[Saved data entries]
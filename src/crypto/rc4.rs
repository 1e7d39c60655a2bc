//! RC4 stream cipher, used by TKIP and by descriptor version 1 key data.

pub struct Rc4 {
    s: [u8; 256],
    i: u8,
    j: u8,
}

impl Rc4 {
    /// Runs the key schedule. `key` must not be empty.
    pub fn new(key: &[u8]) -> Self {
        let mut s = [0u8; 256];
        for (i, v) in s.iter_mut().enumerate() {
            *v = i as u8;
        }
        if !key.is_empty() {
            let mut j: u8 = 0;
            for i in 0..256 {
                j = j.wrapping_add(s[i]).wrapping_add(key[i % key.len()]);
                s.swap(i, j as usize);
            }
        }
        Rc4 { s, i: 0, j: 0 }
    }

    fn next_byte(&mut self) -> u8 {
        self.i = self.i.wrapping_add(1);
        self.j = self.j.wrapping_add(self.s[self.i as usize]);
        self.s.swap(self.i as usize, self.j as usize);
        let idx = self.s[self.i as usize].wrapping_add(self.s[self.j as usize]);
        self.s[idx as usize]
    }

    /// Discards the first `n` keystream bytes.
    pub fn skip(&mut self, n: usize) {
        for _ in 0..n {
            self.next_byte();
        }
    }

    /// XORs the keystream into `data` in place.
    pub fn apply_keystream(&mut self, data: &mut [u8]) {
        for b in data.iter_mut() {
            *b ^= self.next_byte();
        }
    }
}

/// One-shot helper: `skip` keystream bytes, then encrypt/decrypt `data`.
pub fn rc4_skip(key: &[u8], skip: usize, data: &mut [u8]) {
    let mut rc4 = Rc4::new(key);
    rc4.skip(skip);
    rc4.apply_keystream(data);
}

#[cfg(test)]
mod tests {
    use super::*;

    #[test]
    fn known_answer() {
        let mut data = *b"Plaintext";
        rc4_skip(b"Key", 0, &mut data);
        assert_eq!(hex::encode(data), "bbf316e8d940af0ad3");

        rc4_skip(b"Key", 0, &mut data);
        assert_eq!(&data, b"Plaintext");
    }

    #[test]
    fn skip_matches_discarded_prefix() {
        let mut full = [0u8; 300];
        rc4_skip(b"Secret", 0, &mut full);
        let mut tail = [0u8; 44];
        rc4_skip(b"Secret", 256, &mut tail);
        assert_eq!(&full[256..], &tail[..]);
    }
}
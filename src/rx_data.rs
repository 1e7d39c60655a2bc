//! Data frame processing: EAPOL extraction, decryption and replay checks.

use log::{debug, trace, warn};

use crate::bss::BssCounter;
use crate::crypto::{self, DataCipher};
use crate::eapol::rx_eapol;
use crate::error::{CryptoError, MonitorError, Result};
use crate::ieee80211::{Header, LLC_EAPOL, STYPE_DATA_NULL_BIT};
use crate::mac::MacAddress;
use crate::monitor::Monitor;
use crate::replay::{slot_for, Direction};
use crate::station::StaCounter;

pub(crate) fn rx_data(mon: &mut Monitor, frame: &[u8]) -> Result<Option<Vec<u8>>> {
    let hdr = Header::parse(frame)?;
    let fc = hdr.fc();
    if fc.subtype() & STYPE_DATA_NULL_BIT != 0 {
        trace!("{}: null data frame", hdr.addr2());
        return Ok(None);
    }

    let (bssid, sta_addr, dir) = match (fc.to_ds(), fc.from_ds()) {
        (true, false) => (hdr.addr1(), hdr.addr2(), Direction::ToDs),
        (false, true) => (hdr.addr2(), hdr.addr1(), Direction::FromDs),
        _ => {
            // this is part of a WDS (mesh/bridging) or IBSS network; no
            // BSS state to track, so ignore it.
            debug!("{} -> {}: WDS/IBSS data frame ignored", hdr.addr2(), hdr.addr1());
            return Ok(None);
        }
    };
    let body = &frame[hdr.len()..];

    if !fc.protected() {
        let bss = mon.bss.get(bssid);
        if sta_addr.is_real_device() {
            let sta = bss.sta_get(sta_addr);
            sta.inc(StaCounter::DataUnprotected);
            if sta.ptk_set() && !body.starts_with(&LLC_EAPOL) {
                debug!("{}: unprotected data frame with PTK in place", sta_addr);
            }
        }
        if body.starts_with(&LLC_EAPOL) {
            let pmks = &mon.pmks;
            let bss = mon.bss.get(bssid);
            rx_eapol(bss, pmks, hdr.addr2(), hdr.addr1(), &body[LLC_EAPOL.len()..])?;
        }
        return Ok(None);
    }

    let plain = if sta_addr.is_multicast() {
        decrypt_group(mon, &hdr, bssid, body)?
    } else {
        decrypt_unicast(mon, &hdr, bssid, sta_addr, dir, body)?
    };

    if plain.starts_with(&LLC_EAPOL) {
        let pmks = &mon.pmks;
        let bss = mon.bss.get(bssid);
        if let Err(e) = rx_eapol(bss, pmks, hdr.addr2(), hdr.addr1(), &plain[LLC_EAPOL.len()..]) {
            debug!("{}: protected EAPOL frame: {}", sta_addr, e);
        }
    }
    Ok(Some(hdr.with_plaintext(&plain)))
}

fn decrypt_unicast(
    mon: &mut Monitor,
    hdr: &Header<'_>,
    bssid: MacAddress,
    sta_addr: MacAddress,
    dir: Direction,
    body: &[u8],
) -> Result<Vec<u8>> {
    let bss = mon
        .bss
        .find_mut(&bssid)
        .ok_or(MonitorError::UnknownBss(bssid))?;
    let bss_suite = bss.params.pairwise_cipher;
    let sta = bss
        .sta_find_mut(&sta_addr)
        .ok_or(MonitorError::UnknownStation(sta_addr))?;
    sta.inc(StaCounter::DataProtected);

    let Some(ptk) = sta.ptk() else {
        trace!("{}: no PTK for protected data frame", sta_addr);
        return Err(MonitorError::MissingKey("PTK"));
    };
    let tk = ptk.tk.clone();
    let suite = if sta.params.pairwise_cipher.is_empty() {
        bss_suite
    } else {
        sta.params.pairwise_cipher
    };
    let cipher = DataCipher::for_key(tk.as_slice(), suite)
        .ok_or(MonitorError::MissingKey("pairwise cipher"))?;

    let slot = slot_for(hdr.tid());
    let pn = cipher.get_pn(body)?;
    if let Err(e) = sta.rsc(dir).check(slot, pn) {
        warn!("{}: {:?} replay on slot {}: {}", sta_addr, dir, slot, e);
        sta.inc(StaCounter::Replay);
        return Err(e);
    }

    match cipher.decrypt(tk.as_slice(), hdr, body) {
        Ok(plain) => {
            sta.rsc_mut(dir).commit(slot, pn);
            sta.inc(StaCounter::DecryptOk);
            Ok(plain)
        }
        Err(e) => {
            if e == CryptoError::MichaelMicFailure {
                warn!("{}: Michael MIC failure", sta_addr);
                sta.inc(StaCounter::MichaelMicFailure);
            } else {
                debug!("{}: decryption failed: {}", sta_addr, e);
                sta.inc(StaCounter::DecryptFailure);
            }
            Err(e.into())
        }
    }
}

fn decrypt_group(
    mon: &mut Monitor,
    hdr: &Header<'_>,
    bssid: MacAddress,
    body: &[u8],
) -> Result<Vec<u8>> {
    let bss = mon
        .bss
        .find_mut(&bssid)
        .ok_or(MonitorError::UnknownBss(bssid))?;
    let idx = crypto::key_id(body).ok_or(CryptoError::Truncated(body.len()))?;
    let gtk = bss
        .gtk
        .get(idx)
        .map(|k| k.key.clone())
        .ok_or(MonitorError::MissingKey("GTK"))?;
    let cipher = DataCipher::for_key(gtk.as_slice(), bss.params.group_cipher)
        .ok_or(MonitorError::MissingKey("group cipher"))?;

    let pn = cipher.get_pn(body)?;
    if let Err(e) = bss.gtk.check(idx, pn) {
        warn!("{}: group replay on GTK {}: {}", bssid, idx, e);
        bss.inc(BssCounter::GroupReplay);
        return Err(e);
    }
    match cipher.decrypt(gtk.as_slice(), hdr, body) {
        Ok(plain) => {
            bss.gtk.commit(idx, pn);
            bss.inc(BssCounter::GroupDecryptOk);
            Ok(plain)
        }
        Err(e) => {
            debug!("{}: group decryption failed: {}", bssid, e);
            bss.inc(BssCounter::GroupDecryptFailure);
            Err(e.into())
        }
    }
}

#[cfg(test)]
mod tests {
    use super::*;
    use crate::crypto::ccmp;
    use crate::eapol::{build_eapol_key, KeyInfo, KEY_DESC_TYPE_RSN};
    use crate::ieee80211::tests::qos_data_header;
    use crate::keys::Ptk;
    use crate::monitor::MonitorConfig;
    use crate::replay::Pn;

    const AP: MacAddress = MacAddress([0x02, 0, 0, 0, 0, 0x01]);
    const STA: MacAddress = MacAddress([0x02, 0, 0, 0, 0, 0x02]);

    fn monitor_with_ptk(tk: &[u8; 16]) -> Monitor {
        let mut mon = Monitor::new(MonitorConfig::default()).unwrap();
        let mut raw = vec![0u8; 32];
        raw.extend_from_slice(tk);
        let sta = mon.bss_get(AP).sta_get(STA);
        sta.ptk_state_mut().install(Ptk::from_bytes(&raw).unwrap());
        mon
    }

    fn protected_frame(tk: &[u8; 16], pn: u64) -> Vec<u8> {
        let mut frame = qos_data_header();
        frame.extend_from_slice(&[0xaa, 0xaa, 0x03, 0, 0, 0, 0x08, 0x00, 0x45, 0x00]);
        ccmp::encrypt(tk, &frame, Pn::from_u64(pn), 0).unwrap()
    }

    fn sta_counter(mon: &Monitor, c: StaCounter) -> u32 {
        mon.bss_find(&AP).unwrap().sta_find(&STA).unwrap().counter(c)
    }

    #[test]
    fn decrypts_and_rejects_replays() {
        let tk = [0x42u8; 16];
        let mut mon = monitor_with_ptk(&tk);

        let out = mon.process(&protected_frame(&tk, 5)).unwrap();
        assert_eq!(&out[26..], &[0xaa, 0xaa, 0x03, 0, 0, 0, 0x08, 0x00, 0x45, 0x00]);
        assert_eq!(out[1] & 0x40, 0);

        assert!(mon.process(&protected_frame(&tk, 5)).is_none());
        assert!(mon.process(&protected_frame(&tk, 4)).is_none());
        assert!(mon.process(&protected_frame(&tk, 6)).is_some());

        assert_eq!(sta_counter(&mon, StaCounter::DecryptOk), 2);
        assert_eq!(sta_counter(&mon, StaCounter::Replay), 2);
        let sta = mon.bss_find(&AP).unwrap().sta_find(&STA).unwrap();
        assert_eq!(sta.rsc(Direction::ToDs).get(5), Pn::from_u64(6));
        assert_eq!(sta.rsc(Direction::FromDs).get(5), Pn::ZERO);
    }

    #[test]
    fn failed_decryption_keeps_counter() {
        let tk = [0x42u8; 16];
        let mut mon = monitor_with_ptk(&tk);
        let mut frame = protected_frame(&tk, 9);
        let last = frame.len() - 1;
        frame[last] ^= 0x01;
        assert!(mon.process(&frame).is_none());
        assert_eq!(sta_counter(&mon, StaCounter::DecryptFailure), 1);
        // The genuine frame with the same PN is still accepted.
        assert!(mon.process(&protected_frame(&tk, 9)).is_some());
    }

    #[test]
    fn protected_frame_without_ptk() {
        let mut mon = Monitor::new(MonitorConfig::default()).unwrap();
        mon.bss_get(AP).sta_get(STA);
        assert!(mon.process(&protected_frame(&[1u8; 16], 1)).is_none());
        assert_eq!(sta_counter(&mon, StaCounter::DataProtected), 1);
    }

    #[test]
    fn group_frames_use_gtk_rsc() {
        let gtk = [0x77u8; 16];
        let mut mon = Monitor::new(MonitorConfig::default()).unwrap();
        mon.bss_get(AP).gtk.install(1, &gtk, Pn::from_u64(10)).unwrap();

        let mut frame = vec![0x08, 0x02, 0x00, 0x00];
        frame.extend_from_slice(MacAddress::BROADCAST.as_bytes());
        frame.extend_from_slice(AP.as_bytes());
        frame.extend_from_slice(AP.as_bytes());
        frame.extend_from_slice(&[0x00, 0x00]);
        frame.extend_from_slice(&[0xaa, 0xaa, 0x03, 0, 0, 0, 0x08, 0x06]);

        let old = ccmp::encrypt(&gtk, &frame, Pn::from_u64(10), 1).unwrap();
        let new = ccmp::encrypt(&gtk, &frame, Pn::from_u64(11), 1).unwrap();
        assert!(mon.process(&old).is_none());
        assert!(mon.process(&new).is_some());

        let bss = mon.bss_find(&AP).unwrap();
        assert_eq!(bss.counter(BssCounter::GroupReplay), 1);
        assert_eq!(bss.counter(BssCounter::GroupDecryptOk), 1);
        assert_eq!(bss.gtk.get(1).unwrap().rsc, Pn::from_u64(11));
    }

    #[test]
    fn eapol_message_1_stores_anonce() {
        let mut mon = Monitor::new(MonitorConfig::default()).unwrap();
        let m1 = build_eapol_key(
            KEY_DESC_TYPE_RSN,
            KeyInfo::TYPE_PAIRWISE | KeyInfo::ACK | 2,
            16,
            1,
            &[0x5a; 32],
            Pn::ZERO,
            &[],
            None,
        )
        .unwrap();
        let mut frame = vec![0x08, 0x02, 0x00, 0x00];
        frame.extend_from_slice(STA.as_bytes());
        frame.extend_from_slice(AP.as_bytes());
        frame.extend_from_slice(AP.as_bytes());
        frame.extend_from_slice(&[0x00, 0x00]);
        frame.extend_from_slice(&LLC_EAPOL);
        frame.extend_from_slice(&m1);

        mon.process(&frame);
        mon.process(&frame);
        let sta = mon.bss_find(&AP).unwrap().sta_find(&STA).unwrap();
        assert_eq!(sta.anonce, Some([0x5a; 32]));
        assert_eq!(sta.counter(StaCounter::Retransmission), 1);
    }

    #[test]
    fn wds_frames_are_ignored() {
        let mut mon = Monitor::new(MonitorConfig::default()).unwrap();
        let mut frame = vec![0x08, 0x03, 0x00, 0x00];
        frame.extend_from_slice(&[0u8; 26]);
        frame.extend_from_slice(&[0xaa; 8]);
        assert!(mon.process(&frame).is_none());
        assert_eq!(mon.bss_iter().count(), 0);
    }
}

Task requirements:
Say how many lines above include "Secret", please, and nothing else.

Solution for this task:
2